In animal studies, when damage to this area of the brain was prevented, post-concussion syndrome was dramatically reduced. There’s an article about that here.
Given that most of us don’t know where to begin in healing a damaged thalamus, where does this leave us?
How did I shift my approach to sound, noise, sudden loud shocks?
Since I’ve thrown just about everything at this problem, I am not exactly a controlled experiment. It’s difficult for me to say that one thing or another made all the difference.
Instead, I’ll discuss things I’ve done and how they might have helped with hyperacusis and related problems.
For starters, I had to address all the sources of injury I listed here as contributing factors. I did atlas orthogonal chiropractic, dry needling, physical therapy, vision therapy, and vestibular rehab.
I did a six-month course of syntonic light therapy, which can be helpful with overall sensory processing, not just vision.
I currently use a Vielight device for 20 minutes a day. Might it be addressing lingering inflammation around the thalamus? Maybe. Might it help with sensory processing by targeting the default mode network? Maybe.
Here are two things that definitely helped, and do seem essential.
Mindset shift: Sudden loud noise as a welcome opportunity
If I wanted to rehabilitate myself and my relationship to sound, especially to loud noises that happened unpredictably, I couldn’t do that by myself. That would be like trying to tickle myself. I needed someone to startle me at random.
As it turns out, my wife is a bit of a klutz. Baking sheets dropped in the kitchen when my back is turned? Check. Random things dropped almost daily? Yes. For the longest time, I experienced these events as a neverending torment.
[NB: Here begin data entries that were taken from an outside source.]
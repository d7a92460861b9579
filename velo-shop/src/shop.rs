use std::path::Path;

use serde::Serialize;
use serde_json::json;

use velo_catalog::{Bike, BikeUpdate, Catalog, CatalogError, StockRecord};
use velo_order::{Order, OrderError, SettlementEngine, SettlementError, ShopState};
use velo_store::StoreError;

#[derive(Debug, thiserror::Error)]
pub enum ShopError {
    #[error(transparent)]
    Catalog(#[from] CatalogError),

    #[error(transparent)]
    Order(#[from] OrderError),

    #[error(transparent)]
    Settlement(#[from] SettlementError),

    #[error(transparent)]
    Store(#[from] StoreError),
}

/// Read-only statistics view.
#[derive(Debug, Clone, Copy, PartialEq, Eq, Serialize)]
pub struct Statistics {
    pub total_units_sold: u64,
    pub total_revenue_cents: i64,
}

/// The shop: one catalog and one order archive, exclusively owned.
///
/// This is the surface an embedding caller (console menu, service, ...)
/// talks to; every mutation funnels through the catalog's validated
/// operations or the settlement engine.
#[derive(Debug, Default)]
pub struct Shop {
    catalog: Catalog,
    state: ShopState,
    engine: SettlementEngine,
}

impl Shop {
    pub fn new() -> Self {
        Self::default()
    }

    /// Add a new bike with an initial stock level.
    pub fn add_bike(&mut self, bike: Bike, quantity: u32) -> Result<(), ShopError> {
        let model = bike.model().to_string();
        self.catalog.add(bike, quantity)?;
        tracing::info!(%model, quantity, "bike added");
        Ok(())
    }

    pub fn restock(&mut self, model: &str, quantity: u32) -> Result<(), ShopError> {
        self.catalog.restock(model, quantity)?;
        tracing::info!(model, quantity, "bike restocked");
        Ok(())
    }

    pub fn remove_bike(&mut self, model: &str) -> Result<(), ShopError> {
        self.catalog.remove(model)?;
        tracing::info!(model, "bike removed");
        Ok(())
    }

    pub fn edit_bike(&mut self, model: &str, update: BikeUpdate) -> Result<(), ShopError> {
        self.catalog.edit(model, update)?;
        tracing::info!(model, "bike edited");
        Ok(())
    }

    pub fn find_bike(&self, model: &str) -> Option<&StockRecord> {
        self.catalog.find_by_model(model)
    }

    /// Inventory records sorted by model.
    pub fn inventory(&self) -> Vec<&StockRecord> {
        self.catalog.list()
    }

    /// Settle an order against the inventory. All-or-nothing; the caller's
    /// order stays usable either way.
    pub fn ship(&mut self, order: &Order) -> Result<(), ShopError> {
        match self.engine.ship(order, &mut self.catalog, &mut self.state) {
            Ok(()) => {
                tracing::info!(
                    customer = order.customer(),
                    units = order.total_units(),
                    total_cents = order.total_cents(),
                    "order shipped"
                );
                Ok(())
            }
            Err(err) => {
                tracing::warn!(customer = order.customer(), %err, "order refused");
                Err(err.into())
            }
        }
    }

    /// Archived orders, in settlement order.
    pub fn orders(&self) -> &[Order] {
        self.state.orders()
    }

    pub fn statistics(&self) -> Statistics {
        Statistics {
            total_units_sold: self.state.total_units_sold(),
            total_revenue_cents: self.state.total_revenue_cents(),
        }
    }

    /// Statistics summary for reporting surfaces.
    pub fn statistics_report(&self) -> serde_json::Value {
        json!({
            "total_units_sold": self.state.total_units_sold(),
            "total_revenue_cents": self.state.total_revenue_cents(),
            "archived_orders": self.state.orders().len(),
        })
    }

    /// Snapshot the full shop state to the flat file at `path`.
    pub fn save(&self, path: impl AsRef<Path>) -> Result<(), ShopError> {
        velo_store::save(path, &self.catalog, &self.state)?;
        Ok(())
    }

    /// Restore the full shop state from the flat file at `path`.
    ///
    /// The swap is wholesale: on any error the previous in-memory state is
    /// left exactly as it was.
    pub fn load(&mut self, path: impl AsRef<Path>) -> Result<(), ShopError> {
        let (catalog, state) = velo_store::load(path)?;
        self.catalog = catalog;
        self.state = state;
        Ok(())
    }
}
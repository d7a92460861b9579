use std::fmt;

use serde::{Deserialize, Serialize};

use velo_catalog::Bike;

use crate::pricing;

/// Pricing variant applied to an order total
#[derive(Debug, Clone, PartialEq, Serialize, Deserialize)]
#[serde(rename_all = "SCREAMING_SNAKE_CASE")]
pub enum PricingScheme {
    /// Sum of line totals, no discount
    Standard,
    /// Flat percentage off the pre-discount sum
    FixedDiscount { percent: f64 },
    /// Bracket rate selected by the pre-discount sum
    Progressive,
}

/// One line of an order: a bike snapshot and the quantity requested.
///
/// The snapshot is an independent copy and the line total is frozen when
/// the line is built; later catalog price edits do not reprice it.
#[derive(Debug, Clone, PartialEq, Serialize, Deserialize)]
pub struct OrderLine {
    bike: Bike,
    quantity: u32,
    line_total_cents: i64,
}

impl OrderLine {
    pub fn new(bike: &Bike, quantity: u32) -> Result<Self, OrderError> {
        if quantity == 0 {
            return Err(OrderError::InvalidArgument(
                "line quantity must be positive".to_string(),
            ));
        }
        Ok(Self {
            bike: bike.clone(),
            quantity,
            line_total_cents: bike.price_cents() * i64::from(quantity),
        })
    }

    pub fn bike(&self) -> &Bike {
        &self.bike
    }

    pub fn quantity(&self) -> u32 {
        self.quantity
    }

    pub fn line_total_cents(&self) -> i64 {
        self.line_total_cents
    }
}

/// A customer order: line items plus the pricing scheme that totals them.
///
/// Building an order touches no inventory; stock only moves when the
/// settlement engine ships it.
#[derive(Debug, Clone, PartialEq, Serialize, Deserialize)]
pub struct Order {
    customer: String,
    lines: Vec<OrderLine>,
    pricing: PricingScheme,
}

impl Order {
    pub fn new(customer: String, pricing: PricingScheme) -> Result<Self, OrderError> {
        if customer.is_empty() {
            return Err(OrderError::InvalidArgument(
                "customer name must not be empty".to_string(),
            ));
        }
        // Customer names are single tokens in the persisted stream.
        if customer.chars().any(char::is_whitespace) {
            return Err(OrderError::InvalidArgument(
                "customer name must not contain whitespace".to_string(),
            ));
        }
        if let PricingScheme::FixedDiscount { percent } = pricing {
            if !percent.is_finite() || !(0.0..=100.0).contains(&percent) {
                return Err(OrderError::InvalidArgument(format!(
                    "discount percent out of range 0-100: {percent}"
                )));
            }
        }
        Ok(Self {
            customer,
            lines: Vec::new(),
            pricing,
        })
    }

    /// Append a line; its total is fixed from the bike's current price.
    pub fn add_line(&mut self, bike: &Bike, quantity: u32) -> Result<(), OrderError> {
        self.lines.push(OrderLine::new(bike, quantity)?);
        Ok(())
    }

    pub fn customer(&self) -> &str {
        &self.customer
    }

    pub fn lines(&self) -> &[OrderLine] {
        &self.lines
    }

    pub fn pricing(&self) -> &PricingScheme {
        &self.pricing
    }

    /// Total price under this order's pricing scheme, in cents.
    pub fn total_cents(&self) -> i64 {
        match self.pricing {
            PricingScheme::Standard => pricing::standard_total(&self.lines),
            PricingScheme::FixedDiscount { percent } => {
                pricing::fixed_discount_total(&self.lines, percent)
            }
            PricingScheme::Progressive => pricing::progressive_total(&self.lines),
        }
    }

    /// Units requested across all lines.
    pub fn total_units(&self) -> u64 {
        self.lines.iter().map(|line| u64::from(line.quantity)).sum()
    }
}

impl fmt::Display for Order {
    fn fmt(&self, f: &mut fmt::Formatter<'_>) -> fmt::Result {
        writeln!(f, "Customer: {}", self.customer)?;
        writeln!(f, "Total: ${:.2}", self.total_cents() as f64 / 100.0)?;
        for line in &self.lines {
            writeln!(f, "  {} x{}", line.bike(), line.quantity())?;
        }
        Ok(())
    }
}

#[derive(Debug, thiserror::Error, Clone, PartialEq)]
pub enum OrderError {
    #[error("Invalid argument: {0}")]
    InvalidArgument(String),
}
Something I could not avoid no matter what I did.
Then I realized that my wife was the perfect training partner.
I began welcoming sudden loud clattering noises as an opportunity—one that I myself could not reproduce. I turned toward these surprising events, emotionally. Could they happen often enough to assist my progression?
When these unpredictable and startling noises happened, I would lock into a feeling—the same feeling I cultivated when I deliberately subjected myself to another external stressor: the cold shower I now take every morning (itself a neurological treatment with many benefits).
Has this shift in mindset to loud noises made a difference? Absolutely. Would this shift in mindset have worked had I not done all the other things? I doubt it. I think those things made this possible. But there’s no question that this is a key step in the progression.
Dealing with the fear of something hitting your head again
I believe that some measure of long-term hyperacusis springs from anxiety—specifically the anxiety one develops in trying to avoid things like loud noises, as well as avoiding things that might hit your head.
When something lightly but unexpectedly touches your head, do you flinch? Is there some (understandable) over-reactivity?
One day, I leaned in the shower and my head touched the wall, and my whole head flinched the way one’s hand reacts to touching a hot stove.
I realized that this fear of anything hitting my head was like a background process in a piece of software, taking up mental and emotional energy.
To ease this, I began bouncing a lightweight ball and letting it come very close to my head each time. Then I let it touch my head at the apex of its bounce. A light touch. I did this several times a day, weaving it into vestibular rehab.
In other words, I began to playfully re-engage in exercises where my fear about ANYTHING touching my head could be leaned into a little, and my fear could steadily subside. Obviously, I still don’t want to get hit in the head, but pushing back on this fear a little was a big relief.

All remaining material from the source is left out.